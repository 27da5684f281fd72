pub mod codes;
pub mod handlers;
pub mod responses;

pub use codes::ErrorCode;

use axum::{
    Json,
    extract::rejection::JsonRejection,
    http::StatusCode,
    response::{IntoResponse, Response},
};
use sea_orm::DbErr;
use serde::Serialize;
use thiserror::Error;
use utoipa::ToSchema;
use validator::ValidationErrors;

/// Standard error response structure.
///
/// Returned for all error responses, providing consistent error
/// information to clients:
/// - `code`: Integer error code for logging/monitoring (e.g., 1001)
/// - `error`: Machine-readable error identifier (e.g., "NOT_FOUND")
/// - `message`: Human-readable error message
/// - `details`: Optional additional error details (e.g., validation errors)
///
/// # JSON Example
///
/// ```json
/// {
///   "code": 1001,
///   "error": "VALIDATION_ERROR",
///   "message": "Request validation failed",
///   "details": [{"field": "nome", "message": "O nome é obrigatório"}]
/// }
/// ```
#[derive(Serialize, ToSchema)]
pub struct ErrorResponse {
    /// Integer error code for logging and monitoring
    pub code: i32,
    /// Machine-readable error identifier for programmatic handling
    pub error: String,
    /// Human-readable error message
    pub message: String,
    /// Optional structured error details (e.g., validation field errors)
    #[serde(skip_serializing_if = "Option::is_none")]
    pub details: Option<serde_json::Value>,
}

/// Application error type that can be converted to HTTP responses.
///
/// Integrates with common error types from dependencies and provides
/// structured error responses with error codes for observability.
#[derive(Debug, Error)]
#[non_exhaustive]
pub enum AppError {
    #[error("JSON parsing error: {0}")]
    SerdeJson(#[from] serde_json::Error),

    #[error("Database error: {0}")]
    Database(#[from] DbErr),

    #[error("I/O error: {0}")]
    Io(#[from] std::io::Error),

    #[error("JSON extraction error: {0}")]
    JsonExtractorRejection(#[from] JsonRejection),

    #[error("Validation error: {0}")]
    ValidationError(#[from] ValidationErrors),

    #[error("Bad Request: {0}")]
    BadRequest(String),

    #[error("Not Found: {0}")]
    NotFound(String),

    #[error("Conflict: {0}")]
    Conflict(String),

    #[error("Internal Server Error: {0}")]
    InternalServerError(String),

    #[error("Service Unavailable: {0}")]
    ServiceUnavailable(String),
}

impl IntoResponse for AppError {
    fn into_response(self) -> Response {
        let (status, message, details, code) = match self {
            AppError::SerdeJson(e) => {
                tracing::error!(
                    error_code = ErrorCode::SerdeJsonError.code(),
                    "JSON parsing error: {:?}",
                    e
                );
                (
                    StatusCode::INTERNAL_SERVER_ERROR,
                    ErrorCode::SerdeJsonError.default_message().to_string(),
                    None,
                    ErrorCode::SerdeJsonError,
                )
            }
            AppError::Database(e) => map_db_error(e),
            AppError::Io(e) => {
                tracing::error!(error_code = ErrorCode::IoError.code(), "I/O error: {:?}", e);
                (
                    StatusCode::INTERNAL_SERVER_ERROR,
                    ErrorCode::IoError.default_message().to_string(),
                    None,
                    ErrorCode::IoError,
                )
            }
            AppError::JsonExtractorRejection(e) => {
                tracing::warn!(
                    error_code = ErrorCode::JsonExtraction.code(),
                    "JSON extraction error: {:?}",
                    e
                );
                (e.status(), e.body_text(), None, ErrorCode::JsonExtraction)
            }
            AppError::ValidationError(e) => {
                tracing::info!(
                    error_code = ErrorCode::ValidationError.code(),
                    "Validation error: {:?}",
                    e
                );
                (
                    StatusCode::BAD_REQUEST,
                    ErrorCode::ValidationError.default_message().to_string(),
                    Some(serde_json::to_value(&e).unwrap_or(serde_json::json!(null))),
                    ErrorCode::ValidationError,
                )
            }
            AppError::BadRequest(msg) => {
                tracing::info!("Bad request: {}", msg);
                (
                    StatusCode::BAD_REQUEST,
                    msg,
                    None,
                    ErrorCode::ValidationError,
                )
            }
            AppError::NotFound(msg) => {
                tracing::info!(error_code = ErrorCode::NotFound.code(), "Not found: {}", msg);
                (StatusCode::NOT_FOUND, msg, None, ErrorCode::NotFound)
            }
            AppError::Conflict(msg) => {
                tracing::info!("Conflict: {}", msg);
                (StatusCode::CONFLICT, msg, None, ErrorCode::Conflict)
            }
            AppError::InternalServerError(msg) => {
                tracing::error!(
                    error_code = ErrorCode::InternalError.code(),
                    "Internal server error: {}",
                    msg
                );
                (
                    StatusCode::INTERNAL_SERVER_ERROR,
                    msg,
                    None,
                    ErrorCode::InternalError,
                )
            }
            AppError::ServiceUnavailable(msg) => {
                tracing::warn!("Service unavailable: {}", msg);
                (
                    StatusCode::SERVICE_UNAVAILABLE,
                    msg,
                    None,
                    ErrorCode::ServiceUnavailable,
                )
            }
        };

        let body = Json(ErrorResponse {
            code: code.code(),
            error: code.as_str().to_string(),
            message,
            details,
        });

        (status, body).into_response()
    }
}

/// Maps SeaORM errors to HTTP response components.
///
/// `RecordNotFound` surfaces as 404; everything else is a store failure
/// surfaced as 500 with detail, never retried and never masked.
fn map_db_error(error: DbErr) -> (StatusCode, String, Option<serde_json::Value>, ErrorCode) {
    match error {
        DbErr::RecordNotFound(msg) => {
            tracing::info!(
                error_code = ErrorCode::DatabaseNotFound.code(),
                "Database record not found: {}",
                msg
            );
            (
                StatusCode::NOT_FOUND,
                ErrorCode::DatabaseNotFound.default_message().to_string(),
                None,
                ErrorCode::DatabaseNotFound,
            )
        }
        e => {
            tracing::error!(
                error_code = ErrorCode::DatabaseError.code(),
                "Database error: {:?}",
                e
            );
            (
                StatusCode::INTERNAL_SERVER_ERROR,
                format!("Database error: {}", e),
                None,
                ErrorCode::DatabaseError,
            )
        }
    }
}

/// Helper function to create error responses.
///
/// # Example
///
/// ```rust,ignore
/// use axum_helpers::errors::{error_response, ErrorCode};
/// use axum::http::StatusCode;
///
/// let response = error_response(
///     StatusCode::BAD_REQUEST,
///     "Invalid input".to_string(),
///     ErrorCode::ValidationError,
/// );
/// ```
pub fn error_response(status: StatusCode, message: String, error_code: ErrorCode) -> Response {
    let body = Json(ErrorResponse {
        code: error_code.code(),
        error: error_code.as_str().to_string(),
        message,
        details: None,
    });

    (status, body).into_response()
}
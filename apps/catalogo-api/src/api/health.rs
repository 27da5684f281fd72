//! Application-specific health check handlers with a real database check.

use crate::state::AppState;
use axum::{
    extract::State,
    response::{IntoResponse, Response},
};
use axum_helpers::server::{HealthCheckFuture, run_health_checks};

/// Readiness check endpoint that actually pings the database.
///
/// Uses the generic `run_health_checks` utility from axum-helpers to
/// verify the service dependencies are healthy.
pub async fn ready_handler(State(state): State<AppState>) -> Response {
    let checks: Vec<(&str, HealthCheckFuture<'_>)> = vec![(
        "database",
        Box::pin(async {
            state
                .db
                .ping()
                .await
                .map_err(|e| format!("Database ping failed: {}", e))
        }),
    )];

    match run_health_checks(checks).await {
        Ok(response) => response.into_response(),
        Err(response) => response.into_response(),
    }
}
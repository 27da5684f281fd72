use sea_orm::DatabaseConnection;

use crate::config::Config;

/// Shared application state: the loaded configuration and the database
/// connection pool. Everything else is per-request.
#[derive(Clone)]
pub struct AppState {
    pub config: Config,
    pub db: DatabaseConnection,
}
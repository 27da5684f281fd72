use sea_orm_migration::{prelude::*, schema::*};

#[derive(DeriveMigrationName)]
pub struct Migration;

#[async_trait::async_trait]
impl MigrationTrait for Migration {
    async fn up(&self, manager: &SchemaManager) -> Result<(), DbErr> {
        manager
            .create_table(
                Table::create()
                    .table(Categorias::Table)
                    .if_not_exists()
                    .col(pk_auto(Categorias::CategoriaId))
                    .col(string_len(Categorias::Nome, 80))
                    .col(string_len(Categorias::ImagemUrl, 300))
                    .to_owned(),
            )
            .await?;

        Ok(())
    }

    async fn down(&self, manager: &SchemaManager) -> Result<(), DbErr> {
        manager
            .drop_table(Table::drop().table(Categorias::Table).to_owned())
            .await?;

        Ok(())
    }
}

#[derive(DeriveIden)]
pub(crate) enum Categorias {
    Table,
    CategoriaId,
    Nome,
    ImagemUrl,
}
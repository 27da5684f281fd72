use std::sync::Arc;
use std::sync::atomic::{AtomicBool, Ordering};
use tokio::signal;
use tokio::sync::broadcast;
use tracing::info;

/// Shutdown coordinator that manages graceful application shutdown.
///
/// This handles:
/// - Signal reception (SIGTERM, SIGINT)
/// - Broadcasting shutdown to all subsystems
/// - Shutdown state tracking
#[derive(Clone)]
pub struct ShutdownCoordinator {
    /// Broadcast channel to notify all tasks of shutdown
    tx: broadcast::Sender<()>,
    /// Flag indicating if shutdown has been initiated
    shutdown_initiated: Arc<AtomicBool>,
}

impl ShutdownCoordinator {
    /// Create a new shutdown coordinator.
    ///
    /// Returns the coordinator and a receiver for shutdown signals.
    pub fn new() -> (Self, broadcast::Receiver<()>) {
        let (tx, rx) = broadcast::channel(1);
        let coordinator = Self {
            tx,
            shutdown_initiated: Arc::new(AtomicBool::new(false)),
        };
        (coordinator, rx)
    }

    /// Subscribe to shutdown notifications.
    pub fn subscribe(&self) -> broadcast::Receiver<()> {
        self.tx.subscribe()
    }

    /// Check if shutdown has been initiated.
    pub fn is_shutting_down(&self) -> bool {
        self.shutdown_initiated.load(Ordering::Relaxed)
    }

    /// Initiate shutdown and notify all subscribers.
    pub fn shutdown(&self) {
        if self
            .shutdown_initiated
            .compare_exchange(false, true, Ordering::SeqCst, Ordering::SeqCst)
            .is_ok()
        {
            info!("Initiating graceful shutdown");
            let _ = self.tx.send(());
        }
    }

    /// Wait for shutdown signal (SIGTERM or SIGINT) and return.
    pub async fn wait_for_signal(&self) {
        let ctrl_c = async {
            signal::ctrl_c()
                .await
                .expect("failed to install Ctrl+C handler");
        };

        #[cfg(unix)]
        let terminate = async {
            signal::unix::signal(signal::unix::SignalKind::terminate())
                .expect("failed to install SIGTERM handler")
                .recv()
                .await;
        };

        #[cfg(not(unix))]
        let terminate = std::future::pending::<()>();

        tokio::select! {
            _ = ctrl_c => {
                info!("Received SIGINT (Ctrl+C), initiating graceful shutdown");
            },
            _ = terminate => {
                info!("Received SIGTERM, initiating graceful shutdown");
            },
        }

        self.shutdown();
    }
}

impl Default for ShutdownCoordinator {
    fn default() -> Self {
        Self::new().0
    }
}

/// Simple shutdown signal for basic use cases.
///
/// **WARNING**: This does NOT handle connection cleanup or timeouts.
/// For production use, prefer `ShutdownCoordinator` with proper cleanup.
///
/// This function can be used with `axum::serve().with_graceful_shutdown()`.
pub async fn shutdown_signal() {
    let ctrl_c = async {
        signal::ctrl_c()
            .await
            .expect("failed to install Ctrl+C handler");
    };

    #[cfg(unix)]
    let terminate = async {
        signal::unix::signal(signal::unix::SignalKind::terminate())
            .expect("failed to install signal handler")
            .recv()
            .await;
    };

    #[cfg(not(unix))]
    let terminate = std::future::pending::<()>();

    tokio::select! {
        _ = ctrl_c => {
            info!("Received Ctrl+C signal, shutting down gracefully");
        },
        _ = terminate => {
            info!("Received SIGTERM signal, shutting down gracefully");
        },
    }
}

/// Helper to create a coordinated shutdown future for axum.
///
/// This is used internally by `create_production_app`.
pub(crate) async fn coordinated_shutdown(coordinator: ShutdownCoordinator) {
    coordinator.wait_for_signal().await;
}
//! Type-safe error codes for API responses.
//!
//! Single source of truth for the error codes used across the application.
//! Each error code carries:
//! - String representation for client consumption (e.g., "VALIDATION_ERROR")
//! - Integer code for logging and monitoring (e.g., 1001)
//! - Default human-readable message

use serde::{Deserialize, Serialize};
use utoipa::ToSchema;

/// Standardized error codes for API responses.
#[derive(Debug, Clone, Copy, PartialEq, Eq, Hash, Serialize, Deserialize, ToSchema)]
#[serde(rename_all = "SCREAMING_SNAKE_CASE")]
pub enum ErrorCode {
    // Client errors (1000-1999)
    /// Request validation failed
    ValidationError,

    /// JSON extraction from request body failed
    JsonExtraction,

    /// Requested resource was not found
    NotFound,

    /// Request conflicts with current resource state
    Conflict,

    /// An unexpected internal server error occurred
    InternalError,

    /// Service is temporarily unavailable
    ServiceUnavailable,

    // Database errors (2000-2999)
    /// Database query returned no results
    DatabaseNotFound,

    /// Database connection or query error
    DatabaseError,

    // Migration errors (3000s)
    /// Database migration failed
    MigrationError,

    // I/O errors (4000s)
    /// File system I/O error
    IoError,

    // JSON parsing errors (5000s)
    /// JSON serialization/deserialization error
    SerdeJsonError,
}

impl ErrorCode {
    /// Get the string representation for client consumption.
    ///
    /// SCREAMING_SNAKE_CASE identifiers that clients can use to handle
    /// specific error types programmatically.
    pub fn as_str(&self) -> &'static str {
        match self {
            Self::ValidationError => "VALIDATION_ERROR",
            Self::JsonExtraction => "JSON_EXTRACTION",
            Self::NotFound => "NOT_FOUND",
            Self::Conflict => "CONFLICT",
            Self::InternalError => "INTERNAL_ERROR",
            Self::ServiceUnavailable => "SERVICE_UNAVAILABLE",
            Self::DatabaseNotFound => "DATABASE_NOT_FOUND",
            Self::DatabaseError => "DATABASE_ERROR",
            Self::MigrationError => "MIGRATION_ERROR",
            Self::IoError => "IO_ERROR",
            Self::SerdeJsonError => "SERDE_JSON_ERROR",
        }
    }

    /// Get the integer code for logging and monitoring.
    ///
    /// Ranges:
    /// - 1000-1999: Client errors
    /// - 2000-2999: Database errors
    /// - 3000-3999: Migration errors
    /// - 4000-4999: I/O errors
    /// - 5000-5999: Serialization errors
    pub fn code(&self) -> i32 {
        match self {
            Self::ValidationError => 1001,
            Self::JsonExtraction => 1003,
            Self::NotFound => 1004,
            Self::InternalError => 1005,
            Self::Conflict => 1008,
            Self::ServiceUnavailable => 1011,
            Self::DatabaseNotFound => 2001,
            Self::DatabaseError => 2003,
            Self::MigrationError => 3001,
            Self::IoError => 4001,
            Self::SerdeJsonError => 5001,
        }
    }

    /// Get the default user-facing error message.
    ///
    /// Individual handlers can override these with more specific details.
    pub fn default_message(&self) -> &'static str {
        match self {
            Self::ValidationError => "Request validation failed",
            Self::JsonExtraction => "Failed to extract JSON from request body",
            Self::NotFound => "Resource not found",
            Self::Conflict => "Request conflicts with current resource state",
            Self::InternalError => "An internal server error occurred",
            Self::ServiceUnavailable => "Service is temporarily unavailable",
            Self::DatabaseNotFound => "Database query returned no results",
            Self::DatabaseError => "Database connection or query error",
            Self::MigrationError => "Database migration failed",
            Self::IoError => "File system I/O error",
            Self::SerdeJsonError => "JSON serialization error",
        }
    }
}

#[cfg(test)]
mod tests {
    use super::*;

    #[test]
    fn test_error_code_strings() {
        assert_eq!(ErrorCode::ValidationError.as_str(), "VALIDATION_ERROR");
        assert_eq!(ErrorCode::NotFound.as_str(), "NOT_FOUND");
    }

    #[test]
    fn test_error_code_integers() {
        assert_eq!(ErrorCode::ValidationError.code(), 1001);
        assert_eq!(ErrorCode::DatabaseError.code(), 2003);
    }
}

* _THE TASK_:
Every line of the entries that includes "codes" must be copied into the answer.

* _WRITTEN RESPONSE_:
pub mod codes;
pub use codes::ErrorCode;
/// structured error responses with error codes for observability.
//! Type-safe error codes for API responses.
//! Single source of truth for the error codes used across the application.
/// Standardized error codes for API responses.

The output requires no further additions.